_Task_
Give the number of lines below with "filename" in them, leaving out anything else.

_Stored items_

==*==

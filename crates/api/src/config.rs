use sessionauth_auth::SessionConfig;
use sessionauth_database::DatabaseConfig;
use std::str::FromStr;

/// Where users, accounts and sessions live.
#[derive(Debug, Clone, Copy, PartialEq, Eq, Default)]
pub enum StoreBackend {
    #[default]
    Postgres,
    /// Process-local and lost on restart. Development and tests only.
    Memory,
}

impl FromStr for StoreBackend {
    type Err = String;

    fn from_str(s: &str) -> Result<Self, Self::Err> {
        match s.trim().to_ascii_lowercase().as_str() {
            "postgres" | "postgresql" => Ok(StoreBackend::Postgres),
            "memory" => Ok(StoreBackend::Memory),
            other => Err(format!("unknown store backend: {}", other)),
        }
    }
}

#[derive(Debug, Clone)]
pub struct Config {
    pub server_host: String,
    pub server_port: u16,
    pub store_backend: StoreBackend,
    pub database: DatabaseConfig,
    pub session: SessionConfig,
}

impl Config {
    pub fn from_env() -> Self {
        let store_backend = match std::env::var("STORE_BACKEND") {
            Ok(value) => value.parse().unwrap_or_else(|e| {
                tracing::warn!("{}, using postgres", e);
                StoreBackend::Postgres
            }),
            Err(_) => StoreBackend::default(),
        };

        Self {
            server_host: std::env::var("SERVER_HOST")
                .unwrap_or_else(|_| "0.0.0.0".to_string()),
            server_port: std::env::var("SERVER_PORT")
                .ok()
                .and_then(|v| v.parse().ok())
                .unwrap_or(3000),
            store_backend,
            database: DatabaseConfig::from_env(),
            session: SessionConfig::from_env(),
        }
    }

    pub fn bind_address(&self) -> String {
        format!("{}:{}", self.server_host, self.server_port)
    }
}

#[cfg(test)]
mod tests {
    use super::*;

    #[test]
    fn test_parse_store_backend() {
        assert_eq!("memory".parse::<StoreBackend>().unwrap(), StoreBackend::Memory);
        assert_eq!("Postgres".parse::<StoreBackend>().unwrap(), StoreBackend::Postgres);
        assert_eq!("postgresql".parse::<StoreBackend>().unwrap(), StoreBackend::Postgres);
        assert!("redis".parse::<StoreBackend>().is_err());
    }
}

==*==

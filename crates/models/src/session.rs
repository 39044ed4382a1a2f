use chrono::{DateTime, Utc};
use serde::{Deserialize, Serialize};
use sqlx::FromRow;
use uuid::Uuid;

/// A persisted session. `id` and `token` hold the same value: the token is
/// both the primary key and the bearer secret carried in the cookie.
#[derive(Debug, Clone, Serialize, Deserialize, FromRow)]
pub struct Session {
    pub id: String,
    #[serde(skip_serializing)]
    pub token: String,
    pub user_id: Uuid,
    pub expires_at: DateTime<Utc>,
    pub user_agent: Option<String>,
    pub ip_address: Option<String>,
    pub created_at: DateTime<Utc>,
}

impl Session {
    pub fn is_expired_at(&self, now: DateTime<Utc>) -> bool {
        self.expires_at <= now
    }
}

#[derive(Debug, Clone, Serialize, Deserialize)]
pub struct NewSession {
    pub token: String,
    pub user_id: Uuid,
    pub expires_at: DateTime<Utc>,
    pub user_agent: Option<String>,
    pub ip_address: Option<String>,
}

==*==

_Finished exercise_
2